[[ Information shown, beginning ]]
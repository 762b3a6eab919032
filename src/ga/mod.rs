//! Genetic search over timetable assignments.
//!
//! The operators are penalty-guided: crossover exchanges each parent's
//! worst genes, mutation only touches the worst slice of an individual's
//! genes. Both lean on the per-gene penalty attribution the evaluator
//! produces.
//!
//! # Key Types
//!
//! - [`GaConfig`]: every tunable of the search, with chainable builders
//!   and validation
//! - [`generate_timetable`]: the generational loop
//! - [`GaOutcome`]: best timetable found plus run statistics

mod config;
mod crossover;
mod mutation;
mod population;
mod runner;
mod selection;

pub use config::GaConfig;
pub use population::random_lessons;
pub use runner::{generate_timetable, GaOutcome};

use std::cmp::Ordering;

/// Gene indices sorted by descending per-gene penalty.
///
/// Stable sort keeps equal-penalty genes in index order, so rankings are
/// reproducible under a fixed seed.
pub(crate) fn rank_by_penalty_desc(penalties: &[f64]) -> Vec<usize> {
    let mut indices: Vec<usize> = (0..penalties.len()).collect();
    indices.sort_by(|&a, &b| {
        penalties[b]
            .partial_cmp(&penalties[a])
            .unwrap_or(Ordering::Equal)
    });
    indices
}

#[cfg(test)]
mod tests {
    use super::*;

    #[test]
    fn test_rank_by_penalty_desc() {
        assert_eq!(rank_by_penalty_desc(&[1.0, 5.0, 0.0, 5.0]), vec![1, 3, 0, 2]);
    }

    #[test]
    fn test_rank_empty() {
        assert!(rank_by_penalty_desc(&[]).is_empty());
    }
}
//! Timetable evaluation.
//!
//! [`Evaluator::evaluate`] turns a gene array into an
//! [`EvaluatedTimetable`]: it rebuilds the per-entity ordered indices,
//! runs the day-grouped adjacency scan for every lecturer, academic
//! group, and room, shapes the raw counts through the configured
//! power-law terms, and distributes every penalty term evenly across the
//! gene indices implicated in it.
//!
//! Evaluation is deterministic for a given gene array and configuration
//! and never mutates its inputs; any change to the genes requires a fresh
//! evaluation.

mod index;
mod scan;

pub use index::EntityLessons;
pub(crate) use index::{insert_sorted, remove_index};
pub(crate) use scan::scan_entity;

use crate::adjacency::AdjacencyRules;
use crate::model::{Lesson, TimetableRequirements};
use serde::{Deserialize, Serialize};

/// Coefficient and exponent of one conflict penalty term.
#[derive(Debug, Clone, Copy, PartialEq, Serialize, Deserialize)]
pub struct ConflictPenalty {
    pub weight: f64,
    pub power: f64,
}

/// Coefficient and exponents of one time-window penalty term.
#[derive(Debug, Clone, Copy, PartialEq, Serialize, Deserialize)]
pub struct WindowPenalty {
    pub weight: f64,
    pub power: f64,
    /// Exponent applied to each day's window count before summing across
    /// days, so several windows on one day cost more than the same number
    /// spread out.
    pub day_power: f64,
}

/// Penalty shaping per entity kind.
///
/// Rooms carry no window term: an empty room between classes costs
/// nothing.
#[derive(Debug, Clone, Copy, PartialEq, Serialize, Deserialize)]
pub struct PenaltyConfig {
    pub lecturer_conflict: ConflictPenalty,
    pub lecturer_window: WindowPenalty,
    pub group_conflict: ConflictPenalty,
    pub group_window: WindowPenalty,
    pub place_conflict: ConflictPenalty,
}

impl Default for PenaltyConfig {
    fn default() -> Self {
        let conflict = ConflictPenalty {
            weight: 10.0,
            power: 1.5,
        };
        let window = WindowPenalty {
            weight: 1.0,
            power: 1.0,
            day_power: 1.5,
        };
        Self {
            lecturer_conflict: conflict,
            lecturer_window: window,
            group_conflict: conflict,
            group_window: window,
            place_conflict: conflict,
        }
    }
}

/// A fully scored candidate timetable.
///
/// `lesson_penalties` has one entry per gene; the entries are all
/// non-negative and sum (up to rounding) to `penalty`. Immutable once
/// produced.
#[derive(Debug, Clone, PartialEq)]
pub struct EvaluatedTimetable {
    pub lessons: Vec<Lesson>,
    pub penalty: f64,
    pub lesson_penalties: Vec<f64>,
}

/// Scores candidate timetables against one requirements catalogue.
#[derive(Debug, Clone)]
pub struct Evaluator<'a> {
    requirements: &'a TimetableRequirements,
    rules: AdjacencyRules,
    penalties: PenaltyConfig,
}

impl<'a> Evaluator<'a> {
    pub fn new(
        requirements: &'a TimetableRequirements,
        rules: AdjacencyRules,
        penalties: PenaltyConfig,
    ) -> Self {
        Self {
            requirements,
            rules,
            penalties,
        }
    }

    pub fn requirements(&self) -> &'a TimetableRequirements {
        self.requirements
    }

    /// Scores a gene array.
    pub fn evaluate(&self, lessons: Vec<Lesson>) -> EvaluatedTimetable {
        let index = EntityLessons::build(self.requirements, &lessons);

        let mut penalty = 0.0;
        let mut lesson_penalties = vec![0.0; lessons.len()];

        for list in index.by_lecturer.values() {
            penalty += self.score_entity(
                &lessons,
                list,
                &self.penalties.lecturer_conflict,
                Some(&self.penalties.lecturer_window),
                &mut lesson_penalties,
            );
        }
        for list in index.by_group.values() {
            penalty += self.score_entity(
                &lessons,
                list,
                &self.penalties.group_conflict,
                Some(&self.penalties.group_window),
                &mut lesson_penalties,
            );
        }
        for list in index.by_place.values() {
            penalty += self.score_entity(
                &lessons,
                list,
                &self.penalties.place_conflict,
                None,
                &mut lesson_penalties,
            );
        }

        EvaluatedTimetable {
            lessons,
            penalty,
            lesson_penalties,
        }
    }

    /// Scores one entity's ordered list, distributing each term evenly
    /// over its implicated genes. Returns the entity's total contribution.
    fn score_entity(
        &self,
        lessons: &[Lesson],
        indices: &[usize],
        conflict: &ConflictPenalty,
        window: Option<&WindowPenalty>,
        lesson_penalties: &mut [f64],
    ) -> f64 {
        let scan = scan_entity(lessons, indices, &self.rules, window.map(|w| w.day_power));
        let mut total = 0.0;

        if scan.conflict_count > 0.0 {
            let term = scan.conflict_count.powf(conflict.power) * conflict.weight;
            total += term;
            let share = term / scan.conflict_genes.len() as f64;
            for &gene in &scan.conflict_genes {
                lesson_penalties[gene] += share;
            }
        }

        if let Some(window) = window {
            if scan.window_count > 0.0 {
                let term = scan.window_count.powf(window.power) * window.weight;
                total += term;
                let share = term / scan.window_genes.len() as f64;
                for &gene in &scan.window_genes {
                    lesson_penalties[gene] += share;
                }
            }
        }

        total
    }

    /// Penalty restricted to one lecturer's, several groups', and one
    /// room's index lists.
    ///
    /// Used by local repair to compare candidate placements of a single
    /// gene without re-scoring the whole timetable.
    pub(crate) fn local_penalty(
        &self,
        lessons: &[Lesson],
        lecturer: &[usize],
        groups: &[Vec<usize>],
        place: &[usize],
    ) -> f64 {
        let mut penalty = self.entity_total(
            lessons,
            lecturer,
            &self.penalties.lecturer_conflict,
            Some(&self.penalties.lecturer_window),
        );
        for group in groups {
            penalty += self.entity_total(
                lessons,
                group,
                &self.penalties.group_conflict,
                Some(&self.penalties.group_window),
            );
        }
        penalty += self.entity_total(lessons, place, &self.penalties.place_conflict, None);
        penalty
    }

    fn entity_total(
        &self,
        lessons: &[Lesson],
        indices: &[usize],
        conflict: &ConflictPenalty,
        window: Option<&WindowPenalty>,
    ) -> f64 {
        let scan = scan_entity(lessons, indices, &self.rules, window.map(|w| w.day_power));
        let mut total = 0.0;
        if scan.conflict_count > 0.0 {
            total += scan.conflict_count.powf(conflict.power) * conflict.weight;
        }
        if let Some(window) = window {
            if scan.window_count > 0.0 {
                total += scan.window_count.powf(window.power) * window.weight;
            }
        }
        total
    }
}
[[ Information shown, end ]]
## [What the exercise asks]
Reproduce the listing above exactly as far as the line with "a fixed seed.", that line included.

## [Task output]
repository 762b3a6eab919032
filename src/ga/mod.rs
//! Genetic search over timetable assignments.
//!
//! The operators are penalty-guided: crossover exchanges each parent's
//! worst genes, mutation only touches the worst slice of an individual's
//! genes. Both lean on the per-gene penalty attribution the evaluator
//! produces.
//!
//! # Key Types
//!
//! - [`GaConfig`]: every tunable of the search, with chainable builders
//!   and validation
//! - [`generate_timetable`]: the generational loop
//! - [`GaOutcome`]: best timetable found plus run statistics

mod config;
mod crossover;
mod mutation;
mod population;
mod runner;
mod selection;

pub use config::GaConfig;
pub use population::random_lessons;
pub use runner::{generate_timetable, GaOutcome};

use std::cmp::Ordering;

/// Gene indices sorted by descending per-gene penalty.
///
/// Stable sort keeps equal-penalty genes in index order, so rankings are
/// reproducible under a fixed seed.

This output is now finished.